While the chain, which has 162 managed pubs in London and the south-east, revealed it has had two approaches for Capital Pub Company turned down, its executive chairman indicated it could now make a hostile bid.
Large London pubs have been selling for premium prices recently, which may explain the interest in Capital, which runs 34 managed pubs.
Capital paid almost £3m for its two most recent acquisitions, the Mansion in West Dulwich for £1.55m and the Rye in Peckham for £1.37m, and responded to Fuller’s that even its latest 200p a share offer, which was raised from 175p, substantially undervalued the business and its prospects.
Capital added it has a clear growth strategy of building up its estate organically and through very selective acquisitions and intends to grow its estate to between 45 and 50 pubs over the next two years.
The group also confirmed it will resume dividend payments next week when it reports its latest full year figures.

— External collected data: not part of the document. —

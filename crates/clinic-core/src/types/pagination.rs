//! Pagination types for list endpoints.

use serde::{Deserialize, Serialize};

/// Default page size.
const DEFAULT_PAGE_SIZE: u64 = 20;
/// Maximum page size.
const MAX_PAGE_SIZE: u64 = 100;

/// Request parameters for paginated queries.
#[derive(Debug, Clone, Copy, Serialize, Deserialize)]
pub struct PageRequest {
    /// Page number (1-based).
    pub page: u64,
    /// Number of items per page.
    pub page_size: u64,
}

impl PageRequest {
    /// Create a new page request, clamping out-of-range values.
    pub fn new(page: u64, page_size: u64) -> Self {
        Self {
            page: page.max(1),
            page_size: page_size.clamp(1, MAX_PAGE_SIZE),
        }
    }

    /// SQL `OFFSET` value.
    pub fn offset(&self) -> i64 {
        (self.page.saturating_sub(1) * self.page_size) as i64
    }

    /// SQL `LIMIT` value.
    pub fn limit(&self) -> i64 {
        self.page_size as i64
    }
}

impl Default for PageRequest {
    fn default() -> Self {
        Self {
            page: 1,
            page_size: DEFAULT_PAGE_SIZE,
        }
    }
}

/// Paginated response wrapper.
#[derive(Debug, Clone, Serialize, Deserialize)]
pub struct PageResponse<T> {
    /// The items on this page.
    pub items: Vec<T>,
    /// Current page number (1-based).
    pub page: u64,
    /// Number of items per page.
    pub page_size: u64,
    /// Total number of items across all pages.
    pub total_items: u64,
    /// Total number of pages.
    pub total_pages: u64,
}

impl<T> PageResponse<T> {
    /// Create a new paginated response.
    pub fn new(items: Vec<T>, request: PageRequest, total_items: u64) -> Self {
        let total_pages = total_items.div_ceil(request.page_size).max(1);
        Self {
            items,
            page: request.page,
            page_size: request.page_size,
            total_items,
            total_pages,
        }
    }
}

#[cfg(test)]
mod tests {
    use super::*;

    #[test]
    fn test_clamps_out_of_range() {
        let req = PageRequest::new(0, 1000);
        assert_eq!(req.page, 1);
        assert_eq!(req.page_size, MAX_PAGE_SIZE);
        assert_eq!(req.offset(), 0);
    }

    #[test]
    fn test_offset() {
        let req = PageRequest::new(3, 20);
        assert_eq!(req.offset(), 40);
        assert_eq!(req.limit(), 20);
    }

    #[test]
    fn test_total_pages() {
        let page = PageResponse::new(vec![1, 2], PageRequest::new(1, 20), 41);
        assert_eq!(page.total_pages, 3);
        let empty: PageResponse<i32> = PageResponse::new(vec![], PageRequest::default(), 0);
        assert_eq!(empty.total_pages, 1);
    }
}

Fuller’s added it would like to a negotiate a recommended deal but chairman Michael Turner said yesterday the company may engage directly with shareholders.
Capital was set up in 2000 by Clive Watson, formerly of Regent Inns and the co-founder of Tup Inns, and boasts David Bruce, who set up the Firkin pubs chain, as a non-executive director, with a brief to buy and develop stand-alone managed pubs.